Version 2.0 of February 10. 2017
(1) the project Glucosurfer.org is always working anonymously and free of charge. This means that we will not commercialize the project in the future.
(2) the collected data is owned by our users. This data can always be downloaded to the computer of our users as an XML file. Furthermore our users can request to delete their data at their will. This operation must be legitimated with the access data that is provided after user registration (ID card or printed ID document). Then we will delete the data on our server system. We have to admit that a deletion without leaving any residue is not possible. We are making backups of our database with WORM media (CD, DVD). This media can be written once and due to its technical nature it is not possible to remove data that has already been written to it.
(3) as a basic principle third parties have no access to your data. You control two exceptions for this principle:
1. with the sharing functionality you can invite groups of persons to take a look at your data.
2. in the settings you can decide if your data can be used for Diabetes Research. The Institute for Diabetes Research Münster will select the trustable research facilities that are allowed to process this data.
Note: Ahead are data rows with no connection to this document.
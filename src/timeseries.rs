//! Time-series driver.
//!
//! The `[since, until)` range is cut into `period`-long windows. Each
//! window is resolved to the latest commit at its start and at its end;
//! windows that end before the first commit are dropped. The changes
//! series analyzes the commits in `(since_commit, until_commit]` of every
//! window, the ownership series takes a snapshot at every `until_commit`.

use std::collections::BTreeMap;

use chrono::{DateTime, Duration, FixedOffset};
use tracing::{debug, info};

use crate::cache;
use crate::changes::{self, Author, ChangesOptions, ChangesResult, CommitRange, LinesTouched};
use crate::config::{Format, Session};
use crate::error::{EXIT_EMPTY, Error, Result};
use crate::git::{CommitInfo, Git};
use crate::ownership::{self, AuthorOwnership, OwnershipResult};
use crate::progress;
use crate::report_helpers::{self, BarChart, GraphPage, table};
use crate::util::{self, diff_perc_str, diff_str};

/// Upper bound on the number of windows in one run.
const MAX_WINDOWS: usize = 10_000;

/// Range and period used by `changes-timeseries` when left blank.
pub const CHANGES_SINCE: &str = "90 days ago";
pub const CHANGES_PERIOD: &str = "30 days";
/// Range and period used by `ownership-timeseries` when left blank.
pub const OWNERSHIP_SINCE: &str = "3 months ago";
pub const OWNERSHIP_PERIOD: &str = "2 weeks";

#[derive(Debug, Clone, Copy, PartialEq, Eq)]
pub struct Window {
    pub since: DateTime<FixedOffset>,
    pub until: DateTime<FixedOffset>,
}

/// A window resolved to commits.
#[derive(Debug, Clone, PartialEq, Eq)]
pub struct Period {
    /// `None` when the window starts before the first commit.
    pub since_commit: Option<CommitInfo>,
    pub until_commit: CommitInfo,
}

/// Consecutive windows covering `[since, until)`; the last one is cut at
/// `until`.
pub fn windows(
    since: DateTime<FixedOffset>,
    until: DateTime<FixedOffset>,
    period: Duration,
) -> Result<Vec<Window>> {
    if period <= Duration::zero() {
        return Err(Error::InvalidArgument("period must be positive".into()));
    }
    let mut windows = Vec::new();
    let mut start = since;
    while start < until {
        if windows.len() >= MAX_WINDOWS {
            return Err(Error::InvalidArgument(format!(
                "more than {MAX_WINDOWS} periods between since and until"
            )));
        }
        let end = (start + period).min(until);
        windows.push(Window { since: start, until: end });
        start = end;
    }
    Ok(windows)
}

/// Resolve every window to the latest commits on `branch` at its bounds.
/// The branch history is listed once and searched for each bound.
pub fn resolve_periods(git: &Git, branch: &str, windows: &[Window]) -> Result<Vec<Period>> {
    let Some(last_until) = windows.iter().map(|w| w.until).max() else {
        return Ok(Vec::new());
    };
    // newest first, as rev-list prints them
    let history = git.list_commits_by_date(branch, None, Some(last_until))?;
    let latest_at = |bound: DateTime<FixedOffset>| history.iter().find(|c| c.date <= bound).cloned();

    let mut periods = Vec::with_capacity(windows.len());
    for window in windows {
        let Some(until_commit) = latest_at(window.until) else {
            debug!(until = %window.until, "no commit before window end");
            continue;
        };
        periods.push(Period {
            since_commit: latest_at(window.since),
            until_commit,
        });
    }
    Ok(periods)
}

/// One changes result per period. Periods without commits get an empty
/// result instead of an analysis.
pub fn changes_timeseries(
    periods: &[Period],
    mut analyze: impl FnMut(&CommitRange) -> Result<ChangesResult>,
) -> Result<Vec<ChangesResult>> {
    let mut results = Vec::with_capacity(periods.len());
    for period in periods {
        let unchanged = period
            .since_commit
            .as_ref()
            .is_some_and(|since| since.id == period.until_commit.id);
        if unchanged {
            results.push(ChangesResult {
                since_commit: period.since_commit.clone(),
                until_commit: Some(period.until_commit.clone()),
                ..ChangesResult::default()
            });
            continue;
        }
        results.push(analyze(&CommitRange::Commits {
            since: period.since_commit.clone(),
            until: Some(period.until_commit.clone()),
        })?);
    }
    Ok(results)
}

/// One ownership snapshot per period, analyzing each distinct commit once.
pub fn ownership_timeseries(
    periods: &[Period],
    mut analyze: impl FnMut(&CommitInfo) -> Result<OwnershipResult>,
) -> Result<Vec<OwnershipResult>> {
    let mut results: Vec<OwnershipResult> = Vec::with_capacity(periods.len());
    for period in periods {
        let reusable = results
            .last()
            .filter(|prev| prev.commit.id == period.until_commit.id)
            .cloned();
        let result = match reusable {
            Some(prev) => prev,
            None => analyze(&period.until_commit)?,
        };
        results.push(result);
    }
    Ok(results)
}

fn day(commit: &CommitInfo) -> String {
    commit.date.format("%Y-%m-%d").to_string()
}

fn period_label(result: &ChangesResult) -> String {
    let since = result.since_commit.as_ref().map_or_else(|| "start".to_string(), day);
    let until = result.until_commit.as_ref().map_or_else(String::new, day);
    format!("{since} - {until}")
}

fn with_diff(cur: i64, prev: i64) -> String {
    format!("{cur}{}", diff_str(cur, prev))
}

fn with_perc(cur: i64, first: i64) -> String {
    format!("{}{}", cur - first, diff_perc_str(cur, first))
}

/// Per-period totals table, plus one table per author in `full` mode.
pub fn format_changes_table(results: &[ChangesResult], full: bool) -> String {
    let mut rows = Vec::with_capacity(results.len() + 1);
    let mut prev = ChangesResult::default();
    let mut sum = (0usize, 0usize, LinesTouched::default());
    for result in results {
        let cur = &result.total_lines_touched;
        let last = &prev.total_lines_touched;
        rows.push(vec![
            period_label(result),
            with_diff(result.total_commits as i64, prev.total_commits as i64),
            with_diff(result.total_files as i64, prev.total_files as i64),
            with_diff(cur.touched(), last.touched()),
            with_diff(cur.new, last.new),
            with_diff(cur.changes, last.changes),
        ]);
        sum.0 += result.total_commits;
        sum.1 += result.total_files;
        sum.2 += cur;
        prev = result.clone();
    }
    rows.push(vec![
        "Total".to_string(),
        sum.0.to_string(),
        sum.1.to_string(),
        sum.2.touched().to_string(),
        sum.2.new.to_string(),
        sum.2.changes.to_string(),
    ]);

    let mut out = String::from("\n");
    out.push_str(&table(
        &[
            "Period",
            "Commits",
            "Files touched",
            "Lines touched",
            "New lines",
            "Changed lines",
        ],
        &rows,
    ));
    if full {
        out.push_str(&format_changes_authors(results));
    }
    out
}

fn format_changes_authors(results: &[ChangesResult]) -> String {
    let mut by_author: BTreeMap<Author, Vec<(String, LinesTouched)>> = BTreeMap::new();
    for result in results {
        for author in &result.authors {
            by_author
                .entry(Author::new(&author.author_name, &author.author_email))
                .or_default()
                .push((period_label(result), author.lines_touched));
        }
    }

    let mut out = String::new();
    for (author, periods) in by_author {
        let mut rows = Vec::with_capacity(periods.len() + 1);
        let mut prev = LinesTouched::default();
        let mut sum = LinesTouched::default();
        for (label, lines) in &periods {
            rows.push(vec![
                label.clone(),
                with_diff(lines.touched(), prev.touched()),
                with_diff(lines.new, prev.new),
                with_diff(lines.changes, prev.changes),
            ]);
            sum += lines;
            prev = *lines;
        }
        rows.push(vec![
            "Total".to_string(),
            sum.touched().to_string(),
            sum.new.to_string(),
            sum.changes.to_string(),
        ]);
        out.push_str(&format!("\n{} {}\n", author.name, author.email));
        out.push_str(&table(
            &["Period", "Lines touched", "New lines", "Changed lines"],
            &rows,
        ));
    }
    out
}

/// Per-snapshot totals table closed by an `Inc/period` row, plus one table
/// per author in `full` mode.
pub fn format_ownership_table(results: &[OwnershipResult], full: bool) -> String {
    let mut rows = Vec::with_capacity(results.len() + 1);
    let mut prev: Option<&OwnershipResult> = None;
    for result in results {
        let (lines, dups, files) = prev.map_or((0, 0, 0), |p| {
            (p.total_lines, p.total_lines_duplicated, p.total_files as i64)
        });
        rows.push(vec![
            day(&result.commit),
            with_diff(result.total_lines, lines),
            with_diff(result.total_lines_duplicated, dups),
            with_diff(result.total_files as i64, files),
        ]);
        prev = Some(result);
    }
    if let (Some(first), Some(last)) = (results.first(), results.last()) {
        rows.push(vec![
            "Inc/period".to_string(),
            with_perc(last.total_lines, first.total_lines),
            with_perc(last.total_lines_duplicated, first.total_lines_duplicated),
            with_perc(last.total_files as i64, first.total_files as i64),
        ]);
    }

    let mut out = String::from("\n");
    out.push_str(&table(&["Date", "Lines", "Duplicates", "Files"], &rows));
    if full {
        out.push_str(&format_ownership_authors(results));
    }
    out
}

fn format_ownership_authors(results: &[OwnershipResult]) -> String {
    let mut by_author: BTreeMap<Author, Vec<(String, &AuthorOwnership)>> = BTreeMap::new();
    for result in results {
        for author in &result.authors {
            by_author
                .entry(Author::new(&author.author_name, &author.author_email))
                .or_default()
                .push((day(&result.commit), author));
        }
    }

    let mut out = String::new();
    for (author, snapshots) in by_author {
        let mut rows = Vec::with_capacity(snapshots.len() + 1);
        let mut prev = AuthorOwnership::default();
        for (date, owned) in &snapshots {
            rows.push(vec![
                date.clone(),
                with_diff(owned.owned_lines_total, prev.owned_lines_total),
                with_diff(owned.owned_lines_duplicate, prev.owned_lines_duplicate),
                with_diff(
                    owned.owned_lines_duplicate_original,
                    prev.owned_lines_duplicate_original,
                ),
            ]);
            prev = (*owned).clone();
        }
        if let (Some((_, first)), Some((_, last))) = (snapshots.first(), snapshots.last()) {
            rows.push(vec![
                "Inc/period".to_string(),
                with_perc(last.owned_lines_total, first.owned_lines_total),
                with_perc(last.owned_lines_duplicate, first.owned_lines_duplicate),
                with_perc(
                    last.owned_lines_duplicate_original,
                    first.owned_lines_duplicate_original,
                ),
            ]);
        }
        out.push_str(&format!("\n{} {}\n", author.name, author.email));
        out.push_str(&table(
            &[
                "Date",
                "Lines",
                "Duplicates (total)",
                "Duplicates (original)",
            ],
            &rows,
        ));
    }
    out
}

/// Windows for the given text bounds; blank `since` or `period` fall back
/// to the defaults.
fn parse_range(
    since: &str,
    until: &str,
    period: &str,
    defaults: (&str, &str),
) -> Result<Vec<Window>> {
    let now = util::now();
    windows(
        util::parse_when(util::or_default(since, defaults.0), now)?,
        util::parse_when(until, now)?,
        util::parse_period(util::or_default(period, defaults.1))?,
    )
}

/// `gitwho changes-timeseries`. Returns the process exit code.
pub fn run_changes(session: &Session, since: &str, until: &str, period: &str) -> Result<i32> {
    let git = &session.git;
    let windows = parse_range(since, until, period, (CHANGES_SINCE, CHANGES_PERIOD))?;
    let periods = resolve_periods(git, &session.settings.branch, &windows)?;
    info!(periods = periods.len(), "changes time series");

    let opts = ChangesOptions::from_session(session);
    let cache = session.cache();
    let results = progress::with_display(session.show_progress, |tx| {
        changes_timeseries(&periods, |range| {
            let CommitRange::Commits { since, until } = range else {
                return changes::analyze_changes(git, &opts, range, Some(tx.clone()));
            };
            let key = changes::cache_key(git, &session.settings, since.as_ref(), until.as_ref());
            cache::cached(cache.as_ref(), &key, || {
                changes::analyze_changes(git, &opts, range, Some(tx.clone()))
            })
        })
    })?;

    if results.iter().all(ChangesResult::is_empty) {
        println!("No changes found");
        return Ok(EXIT_EMPTY);
    }
    match session.format {
        Format::Full | Format::Short => {
            print!("{}", format_changes_table(&results, session.format == Format::Full));
        }
        Format::Json => report_helpers::print_json_stdout(&results)?,
        Format::Graph => {
            return Ok(report_helpers::emit_graph(&GraphPage {
                title: "Changes per period".to_string(),
                charts: vec![BarChart {
                    title: "Lines touched".to_string(),
                    bars: results
                        .iter()
                        .map(|r| (period_label(r), r.total_lines_touched.touched()))
                        .collect(),
                }],
                text: format_changes_table(&results, true),
            }));
        }
    }
    Ok(0)
}

/// `gitwho ownership-timeseries`. Returns the process exit code.
pub fn run_ownership(session: &Session, since: &str, until: &str, period: &str) -> Result<i32> {
    let periods = resolve_periods(
        &session.git,
        &session.settings.branch,
        &parse_range(since, until, period, (OWNERSHIP_SINCE, OWNERSHIP_PERIOD))?,
    )?;
    info!(periods = periods.len(), "ownership time series");

    let results = ownership_timeseries(&periods, |commit| ownership::analyze_cached(session, commit))?;
    if results.iter().all(OwnershipResult::is_empty) {
        println!("No changes found");
        return Ok(EXIT_EMPTY);
    }
    match session.format {
        Format::Full | Format::Short => {
            print!("{}", format_ownership_table(&results, session.format == Format::Full));
        }
        Format::Json => report_helpers::print_json_stdout(&results)?,
        Format::Graph => {
            return Ok(report_helpers::emit_graph(&GraphPage {
                title: "Ownership over time".to_string(),
                charts: vec![BarChart {
                    title: "Lines".to_string(),
                    bars: results
                        .iter()
                        .map(|r| (day(&r.commit), r.total_lines))
                        .collect(),
                }],
                text: format_ownership_table(&results, true),
            }));
        }
    }
    Ok(0)
}

#[cfg(test)]
#[path = "timeseries_test.rs"]
mod tests;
These affiliated facilities will be made public on our website.
(4) our log protocols are not accessible for third parties.
(5) your data is saved in backups at regular intervals. All backup media and transmission paths are secured with proven encryption technologies like HTTPS and PGP.
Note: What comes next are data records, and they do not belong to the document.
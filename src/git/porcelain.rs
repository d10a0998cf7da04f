//! Parsers for the textual output of the git plumbing commands used by
//! [`super::Git`]. Each parser takes raw stdout and returns typed records.

use chrono::{DateTime, FixedOffset};

use super::{BlameLine, CommitInfo};
use crate::error::{Error, Result};

/// Separator placed between fields by the `--format` strings we pass to git.
pub const FIELD_SEP: &str = "---";

/// Split stdout into non-empty lines.
pub fn parse_lines(out: &str) -> Vec<String> {
    out.lines()
        .map(str::trim_end)
        .filter(|l| !l.is_empty())
        .map(String::from)
        .collect()
}

/// Parse `rev-list --format=%H---%cI---%cN---%cE` output.
/// rev-list prefixes every record with a `commit <id>` line, which is skipped.
pub fn parse_rev_list(out: &str) -> Result<Vec<CommitInfo>> {
    let mut commits = Vec::new();
    for line in out.lines() {
        if line.is_empty() || line.starts_with("commit ") {
            continue;
        }
        let fields: Vec<&str> = line.splitn(4, FIELD_SEP).collect();
        let [id, date, name, email] = fields[..] else {
            return Err(Error::Parse(format!("unexpected rev-list line: {line}")));
        };
        commits.push(CommitInfo {
            id: id.to_string(),
            author_name: name.to_string(),
            author_email: email.to_string(),
            date: parse_iso_date(date)?,
        });
    }
    Ok(commits)
}

/// Parse `show -s --format=%aN###<%aE>---%aI` output for commit `id`.
pub fn parse_commit_info(id: &str, out: &str) -> Result<CommitInfo> {
    let line = out.trim();
    let malformed = || Error::Parse(format!("unexpected commit info for {id}: {line}"));
    let (who, date) = line.rsplit_once(FIELD_SEP).ok_or_else(malformed)?;
    let (name, email) = who.split_once("###").ok_or_else(malformed)?;
    Ok(CommitInfo {
        id: id.to_string(),
        author_name: name.to_string(),
        author_email: strip_angles(email).to_string(),
        date: parse_iso_date(date)?,
    })
}

#[derive(Default)]
struct PendingBlame {
    commit_id: String,
    author_name: Option<String>,
    author_email: Option<String>,
    author_time: Option<i64>,
    author_tz: Option<String>,
}

/// Parse `blame --line-porcelain` output into one record per file line.
///
/// A record starts with a header line whose first token is a commit id and
/// ends with the tab-prefixed content line.
pub fn parse_blame(out: &str) -> Result<Vec<BlameLine>> {
    let mut lines = Vec::new();
    let mut pending: Option<PendingBlame> = None;

    for raw in out.split('\n') {
        if let Some(text) = raw.strip_prefix('\t') {
            let record = pending
                .take()
                .ok_or_else(|| Error::Parse("blame content line without header".to_string()))?;
            lines.push(finish_blame(record, text)?);
            continue;
        }

        if let Some(name) = raw.strip_prefix("author ") {
            if let Some(p) = pending.as_mut() {
                p.author_name = Some(name.to_string());
            }
        } else if let Some(mail) = raw.strip_prefix("author-mail ") {
            if let Some(p) = pending.as_mut() {
                p.author_email = Some(strip_angles(mail).to_string());
            }
        } else if let Some(time) = raw.strip_prefix("author-time ") {
            if let Some(p) = pending.as_mut() {
                let secs = time
                    .trim()
                    .parse::<i64>()
                    .map_err(|e| Error::Parse(format!("bad author-time '{time}': {e}")))?;
                p.author_time = Some(secs);
            }
        } else if let Some(tz) = raw.strip_prefix("author-tz ") {
            if let Some(p) = pending.as_mut() {
                p.author_tz = Some(tz.trim().to_string());
            }
        } else if let Some(id) = record_start(raw) {
            pending = Some(PendingBlame {
                commit_id: id.to_string(),
                ..Default::default()
            });
        }
    }

    Ok(lines)
}

fn record_start(line: &str) -> Option<&str> {
    let mut tokens = line.split(' ');
    let id = tokens.next()?;
    let is_id = (id.len() == 40 || id.len() == 64) && id.bytes().all(|b| b.is_ascii_hexdigit());
    // "<id> <orig-line> <final-line> [<group-size>]"
    (is_id && tokens.count() >= 2).then_some(id)
}

fn finish_blame(record: PendingBlame, text: &str) -> Result<BlameLine> {
    let missing = |field: &str| {
        Error::Parse(format!(
            "blame record for {} is missing '{field}'",
            record.commit_id
        ))
    };
    let author_name = record.author_name.clone().ok_or_else(|| missing("author"))?;
    let author_email = record
        .author_email
        .clone()
        .ok_or_else(|| missing("author-mail"))?;
    let secs = record.author_time.ok_or_else(|| missing("author-time"))?;
    let tz = record.author_tz.as_deref().unwrap_or("+0000");
    Ok(BlameLine {
        author_date: epoch_with_tz(secs, tz)?,
        commit_id: record.commit_id,
        author_name,
        author_email,
        text: text.to_string(),
    })
}

/// Size in bytes from `ls-tree -r --long COMMIT PATH` (fourth column).
pub fn parse_tree_size(path: &str, out: &str) -> Result<u64> {
    let line = out
        .lines()
        .find(|l| !l.trim().is_empty())
        .ok_or_else(|| Error::Parse(format!("'{path}' not present in tree")))?;
    let size = line
        .split_whitespace()
        .nth(3)
        .ok_or_else(|| Error::Parse(format!("unexpected ls-tree line: {line}")))?;
    size.parse::<u64>()
        .map_err(|e| Error::Parse(format!("bad size '{size}' for {path}: {e}")))
}

/// `diff --numstat` prints `-\t-\t<path>` for binary content.
pub fn numstat_is_binary(out: &str) -> bool {
    out.lines().any(|l| l.starts_with("-\t-"))
}

/// Second token of `rev-list --parents -n 1` output, if any.
pub fn parse_parent(out: &str) -> Option<String> {
    out.split_whitespace().nth(1).map(String::from)
}

pub fn parse_iso_date(value: &str) -> Result<DateTime<FixedOffset>> {
    DateTime::parse_from_rfc3339(value.trim())
        .map_err(|e| Error::Parse(format!("bad date '{value}': {e}")))
}

fn epoch_with_tz(secs: i64, tz: &str) -> Result<DateTime<FixedOffset>> {
    let offset = parse_tz(tz)?;
    DateTime::from_timestamp(secs, 0)
        .map(|utc| utc.with_timezone(&offset))
        .ok_or_else(|| Error::Parse(format!("timestamp out of range: {secs}")))
}

/// Parse a `+HHMM` / `-HHMM` zone.
fn parse_tz(tz: &str) -> Result<FixedOffset> {
    let bad = || Error::Parse(format!("bad timezone '{tz}'"));
    if tz.len() != 5 || !tz.is_ascii() {
        return Err(bad());
    }
    let sign = match &tz[..1] {
        "+" => 1,
        "-" => -1,
        _ => return Err(bad()),
    };
    let hours: i32 = tz[1..3].parse().map_err(|_| bad())?;
    let minutes: i32 = tz[3..5].parse().map_err(|_| bad())?;
    FixedOffset::east_opt(sign * (hours * 3600 + minutes * 60)).ok_or_else(bad)
}

fn strip_angles(value: &str) -> &str {
    value.trim().trim_start_matches('<').trim_end_matches('>')
}

#[cfg(test)]
#[path = "porcelain_test.rs"]
mod tests;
(6) the physical access to our server and databases is restricted to ASSETARIS e.K. or its representatives. Employees of the data processing centre where the server is hosted have no maintenance access to our server.
(7) the server is always operating under German law and particularly the German data privacy law.
(8) on mobile devices the following data is collected: the log entries you create and the photos you add to these entries.
Version 1.0 of June 16. 2008
(1) the project Glucosurfer.org is always working anonymously and free of charge. This means that we will not commercialize the project in the future.
(2) the collected data is owned by our users. This data can always be downloaded to the computer of our users as an XML file. Furthermore our users can request to delete their data at their will. This operation must be legitimated with the access data that is provided after user registration (ID card or printed ID document). Then we will delete the data on our server system. We have to admit that a deletion without leaving any residue is not possible. We are making backups of our database with WORM media (CD, DVD). This media can be written once and due to its technical nature it is not possible to remove data that has already been written to it.
(3) as a basic principle third parties have no access to your data. You control two exceptions for this principle:
1. with the sharing functionality you can invite groups of persons to take a look at your data.
2. in the settings you can decide if your data can be used for Diabetes Research. The Institute for Diabetes Research Münster will select the trustable research facilities that are allowed to process this data. These affiliated facilities will be made public on our website.
(4) our log protocols are not accessible for third parties.
(5) your data is saved in backups at regular intervals. All backup media and transmission paths are secured with proven encryption technologies like HTTPS and PGP.
(6) the physical access to our server and databases is restricted to Holger Schmeken. Employees of the data processing centre where the server is hosted have no maintenance access to our server.
(7) the server is operating under German law and particularly the German data privacy law.